Alex WylieRHYME AND RATIO JEFFREY WAINWRIGHT, Clarity or Death! (Carcanet) £9.95

One can tell a lot about poets' intentions by their allusions; in many cases, as with Clarity or Death!, these allusions are prods and prompts. The collection's title is, as proclaimed on the back cover, taken from a letter of Wittgenstein's. This fact, coupled with the quotation from American philosopher Jerry Fodor (author of such works as The Psychology of Language) which forms the epigraph to the sequence 'Mere Bagatelle', suggests an exploration of the relationship between thought and language. Fair enough; such is the very stuff of poetry, and quarrels, tensions, and (dare we say it) binary oppositions are the very skeleton of poetic thought too. Clarity or Death! is based on a quarrel which Jeffrey Wainwright is having with himself, in poetic lines which are often short, sometimes deftly managed, sometimes not, in idioms sometimes well-achieved, sometimes not: is there, or is there not, any point to what he is doing?

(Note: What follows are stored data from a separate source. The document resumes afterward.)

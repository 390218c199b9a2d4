use std::path::PathBuf;

use clap::Parser;
use tokio::io::{AsyncBufReadExt, BufReader};

use wirelink::config::{load_config, WirelinkConfig};
use wirelink::observability::logging;
use wirelink::{ClientEngine, Event};

#[derive(Parser)]
#[command(name = "wirelink-client")]
#[command(about = "Send stdin lines to a wirelink server and print what comes back", long_about = None)]
struct Cli {
    /// TOML configuration file; only the `client` and `observability` sections are used.
    #[arg(short, long)]
    config: Option<PathBuf>,

    #[arg(long)]
    host: Option<String>,

    #[arg(short, long)]
    port: Option<u16>,

    /// Upgrade to TLS after the handshake.
    #[arg(long)]
    tls: bool,

    /// Name to verify the server certificate against.
    #[arg(long)]
    server_name: Option<String>,

    /// PEM file with trust anchors for the server certificate.
    #[arg(long)]
    ca: Option<String>,

    /// Accept any server certificate.
    #[arg(long)]
    insecure: bool,
}

#[tokio::main]
async fn main() -> Result<(), Box<dyn std::error::Error>> {
    let cli = Cli::parse();

    let mut config = match &cli.config {
        Some(path) => load_config(path)?,
        None => WirelinkConfig::default(),
    };
    let client = &mut config.client;
    if let Some(host) = cli.host {
        client.host = host;
    }
    if let Some(port) = cli.port {
        client.port = port;
    }
    client.tls_enabled |= cli.tls;
    client.accept_invalid_certs |= cli.insecure;
    if cli.server_name.is_some() {
        client.server_name = cli.server_name;
    }
    if cli.ca.is_some() {
        client.ca_path = cli.ca;
    }

    logging::init_logging(&config.observability)?;

    let engine = ClientEngine::from_config(config.client)?;
    engine.notifier().spawn_subscriber(|event| match event {
        Event::DataReceived { payload, .. } => println!("{payload}"),
        Event::TlsReady { security, .. } => {
            eprintln!("* TLS {:?} {:?}", security.protocol, security.cipher_suite)
        }
        Event::ConnectionClosed { reason, .. } => eprintln!("* connection closed: {reason}"),
        _ => {}
    });

    let session = engine.connect_with_retry().await?;
    eprintln!("* connected to {}", session.connection().remote_endpoint());

    let mut lines = BufReader::new(tokio::io::stdin()).lines();
    while let Some(line) = lines.next_line().await? {
        match line.as_str() {
            "/quit" => break,
            "/reconnect" => match engine.reconnect().await {
                Ok(session) => eprintln!("* reconnected to {}", session.connection().remote_endpoint()),
                Err(e) => eprintln!("* reconnect failed: {e}"),
            },
            _ => {
                if let Err(e) = engine.send(&line).await {
                    eprintln!("* send failed: {e}");
                }
            }
        }
    }

    engine.disconnect().await;
    Ok(())
}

It is certainly arguable whether or not this inner debate is genuine. Were it genuine, though, perhaps some of the poems in the book might be a little less gratuitously achieved and really extend the thought-register of lyric poetry in English in the twenty-first century. However, in the book's worst moments Wainwright seems to be wearing the languages of philosophy, physics and mathematics almost as the poet's new clothes. From a poem entitled 'The abstraction of number is beautiful':

Gimme five, 'I'll give it foive', top ...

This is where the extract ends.